Methods: To select potentially concerned randomized controlled trials (RCTs), we searched four English databases, four Chinese databases, and additional sources from 1 May 2021. Two independent reviewers conducted study screening, data extraction, and methodological quality assessment. The primary outcome was global cognitive function improvement. Pairwise and Bayesian network meta-analyses were performed using STATA v15.0 and ADDIS v1.16.8. The Grading of Recommendations Assessment, Development, and Evaluation (GRADE) tool was used to assess the quality of evidence.
Results: This study included 34 RCTs with 2,071 participants.

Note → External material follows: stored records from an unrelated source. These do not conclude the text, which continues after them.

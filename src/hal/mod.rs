pub mod imu;
pub mod pwm;
pub mod sensors;
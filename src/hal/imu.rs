use nalgebra::Vector3;

use crate::imu::SensorFault;

/// One accelerometer and gyroscope sample, already scaled
#[derive(Copy, Clone, Debug, Default, PartialEq)]
pub struct Readout {
    /// in g
    pub acceleration: Vector3<f32>,
    /// in degrees per second, x for roll, y for pitch, z for yaw
    pub gyro: Vector3<f32>,
    /// any raw channel sat at the end of its range
    pub saturated: bool,
}

impl Readout {
    pub fn new(acceleration: Vector3<f32>, gyro: Vector3<f32>) -> Self {
        Self { acceleration, gyro, saturated: false }
    }

    pub fn is_finite(&self) -> bool {
        self.acceleration.iter().chain(self.gyro.iter()).all(|v| v.is_finite())
    }
}

pub trait AccelGyro {
    /// Blocking bus read, expected to return within a few milliseconds
    fn read(&mut self) -> Result<Readout, SensorFault>;
}

impl<T: AccelGyro + ?Sized> AccelGyro for Box<T> {
    fn read(&mut self) -> Result<Readout, SensorFault> {
        (**self).read()
    }
}
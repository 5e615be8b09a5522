use std::time::Duration;

use super::{ensure, Error};

fn default_arm_settle_ms() -> u64 {
    2000
}

fn default_pwm_frequency() -> u16 {
    50
}

/// BCM numbering, highest GPIO on the 40-pin header
const MAX_GPIO: u8 = 27;

/// How far below the throttle range the arm pulse may sit
const ARM_PULSE_MARGIN: u32 = 500;

#[derive(Copy, Clone, Debug, PartialEq, Serialize, Deserialize)]
#[serde(rename_all = "kebab-case", deny_unknown_fields)]
pub struct Motors {
    /// Front-left, front-right, rear-left, rear-right
    pub pins: [u8; 4],
    pub min_pulse_width: u16,
    pub max_pulse_width: u16,
    pub arm_pulse_width: u16,
    #[serde(default = "default_arm_settle_ms")]
    pub arm_settle_ms: u64,
    #[serde(default = "default_pwm_frequency")]
    pub pwm_frequency: u16,
}

impl Motors {
    pub fn arm_settle(&self) -> Duration {
        Duration::from_millis(self.arm_settle_ms)
    }

    pub(super) fn validate(&self) -> Result<(), Error> {
        for (i, pin) in self.pins.iter().enumerate() {
            ensure(*pin <= MAX_GPIO, format!("motors.pins: GPIO {} out of range", pin))?;
            ensure(!self.pins[..i].contains(pin), format!("motors.pins: GPIO {} used twice", pin))?;
        }
        ensure(
            self.min_pulse_width < self.max_pulse_width,
            "motors.min-pulse-width must be below max-pulse-width",
        )?;
        ensure(
            self.arm_pulse_width <= self.max_pulse_width,
            "motors.arm-pulse-width exceeds max-pulse-width",
        )?;
        ensure(
            self.arm_pulse_width as u32 + ARM_PULSE_MARGIN >= self.min_pulse_width as u32,
            format!("motors.arm-pulse-width more than {}us below min-pulse-width", ARM_PULSE_MARGIN),
        )?;
        ensure(self.pwm_frequency > 0, "motors.pwm-frequency must be > 0")?;
        let period = 1_000_000 / self.pwm_frequency as u32;
        ensure(
            (self.max_pulse_width as u32) < period,
            format!("motors.max-pulse-width does not fit a {}Hz period", self.pwm_frequency),
        )
    }
}
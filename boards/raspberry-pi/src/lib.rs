#[macro_use]
extern crate log;

use std::net::SocketAddr;
use std::sync::Arc;
use std::time::{Duration, Instant};

use actix_web::{get, post, web, App, HttpResponse, HttpServer, Responder};
use pi_flight::sync::ControlSlot;
use pi_flight::telemetry::TelemetrySlot;
use pi_flight::types::control::RawControl;
use serde_json::{json, Value};

pub struct State {
    pub control: Arc<ControlSlot>,
    pub telemetry: Arc<TelemetrySlot>,
    pub stale_timeout: Duration,
}

fn bad_request(error: String) -> HttpResponse {
    HttpResponse::BadRequest().json(json!({ "error": error }))
}

/// Full controller snapshot, fields not present count as released
#[post("/update")]
async fn update(state: web::Data<State>, body: web::Bytes) -> impl Responder {
    let value: Value = match serde_json::from_slice(&body) {
        Ok(value) => value,
        Err(e) => return bad_request(e.to_string()),
    };
    if !value.is_object() {
        return bad_request("expected a JSON object".to_owned());
    }
    let control: RawControl = match serde_json::from_value(value) {
        Ok(control) => control,
        Err(e) => return bad_request(e.to_string()),
    };
    trace!("Received controller input {:?}", control);
    state.control.write(control, Instant::now());
    HttpResponse::Ok().json(json!({ "status": "ok" }))
}

#[get("/status")]
async fn status(state: web::Data<State>) -> impl Responder {
    let connected = state.control.is_fresh(Instant::now(), state.stale_timeout);
    HttpResponse::Ok().json(json!({ "connected": connected }))
}

#[get("/telemetry")]
async fn telemetry(state: web::Data<State>) -> impl Responder {
    HttpResponse::Ok().json(state.telemetry.read())
}

pub fn configure(config: &mut web::ServiceConfig) {
    config.service(update).service(status).service(telemetry);
}

pub async fn serve(listen: SocketAddr, state: State) -> std::io::Result<()> {
    let state = web::Data::new(state);
    info!("Start listening on {}", listen);
    let server = move || App::new().app_data(state.clone()).configure(configure);
    HttpServer::new(server).workers(1).bind(listen)?.run().await
}

#[cfg(test)]
mod test {
    use std::sync::Arc;
    use std::time::{Duration, Instant};

    use actix_web::{http::header::ContentType, test, web, App};
    use pi_flight::fcs::{FlightMode, Telemetry};
    use pi_flight::sync::ControlSlot;
    use pi_flight::telemetry::TelemetrySlot;
    use serde_json::{json, Value};

    use super::{configure, State};

    fn state() -> web::Data<State> {
        web::Data::new(State {
            control: Arc::new(ControlSlot::default()),
            telemetry: Arc::new(TelemetrySlot::default()),
            stale_timeout: Duration::from_millis(500),
        })
    }

    #[actix_web::test]
    async fn test_update() {
        let state = state();
        let app = test::init_service(App::new().app_data(state.clone()).configure(configure)).await;

        let request = test::TestRequest::get().uri("/status").to_request();
        let body: Value = test::call_and_read_body_json(&app, request).await;
        assert_eq!(body, json!({"connected": false}));

        let payload = json!({"left_y": 0.5, "start_pressed": true, "rt_value": "full"});
        let request = test::TestRequest::post()
            .uri("/update")
            .insert_header(ContentType::json())
            .set_payload(payload.to_string())
            .to_request();
        let body: Value = test::call_and_read_body_json(&app, request).await;
        assert_eq!(body, json!({"status": "ok"}));

        let control = state.control.read_within(Instant::now(), Duration::from_secs(1)).unwrap();
        assert_eq!(control.left_y, 0.5);
        assert!(control.start_pressed);
        assert_eq!(control.rt_value, 0.0);

        let request = test::TestRequest::get().uri("/status").to_request();
        let body: Value = test::call_and_read_body_json(&app, request).await;
        assert_eq!(body, json!({"connected": true}));
    }

    #[actix_web::test]
    async fn test_update_malformed() {
        let state = state();
        let app = test::init_service(App::new().app_data(state.clone()).configure(configure)).await;
        for payload in ["{left_y: 1", "[1, 2]", "3"] {
            let request = test::TestRequest::post()
                .uri("/update")
                .insert_header(ContentType::json())
                .set_payload(payload)
                .to_request();
            let response = test::call_service(&app, request).await;
            assert_eq!(response.status(), 400);
            let body: Value = test::read_body_json(response).await;
            assert!(body["error"].is_string());
        }
        assert!(state.control.read_within(Instant::now(), Duration::from_secs(1)).is_err());
    }

    #[actix_web::test]
    async fn test_telemetry() {
        let state = state();
        let telemetry = Telemetry { mode: FlightMode::Armed, throttle: 30.0, ..Default::default() };
        state.telemetry.write(telemetry, Instant::now());
        let app = test::init_service(App::new().app_data(state.clone()).configure(configure)).await;
        let request = test::TestRequest::get().uri("/telemetry").to_request();
        let body: Value = test::call_and_read_body_json(&app, request).await;
        assert_eq!(body["mode"], json!("armed"));
        assert_eq!(body["throttle"], json!(30.0));
    }
}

Regarding global cognitive function improvement, the pairwise meta-analysis confirmed that electroacupuncture plus conventional medicine and manual acupuncture plus conventional medicine were statistically significantly different from conventional medicine, and electroacupuncture plus conventional medicine was ranked as the best combination in the network meta-analysis.
In terms of response rate, manual acupuncture outperformed conventional medicine statistically significantly; warm acupuncture was ranked as the best in the network meta-analysis. Regarding activity of daily living improvement, electroacupuncture plus conventional medicine, manual acupuncture plus conventional medicine, and fire acupuncture plus conventional medicine, manual acupuncture, and scalp acupuncture were statistically significantly different from conventional medicine, and electroacupuncture plus conventional medicine was ranked as the best combination in the network meta-analysis. However, the evidences were ranked as low to critically low.
Conclusions: Acupuncture, as a monotherapy or an adjuvant therapy, may have a beneficial effect on efficacy for Alzheimer’s disease. Electroacupuncture plus conventional medicine may be the optimal acupuncture therapy for Alzheimer’s disease and should be administered to Alzheimer’s disease patients. It may aid and support patient, operative, and societal decision-making.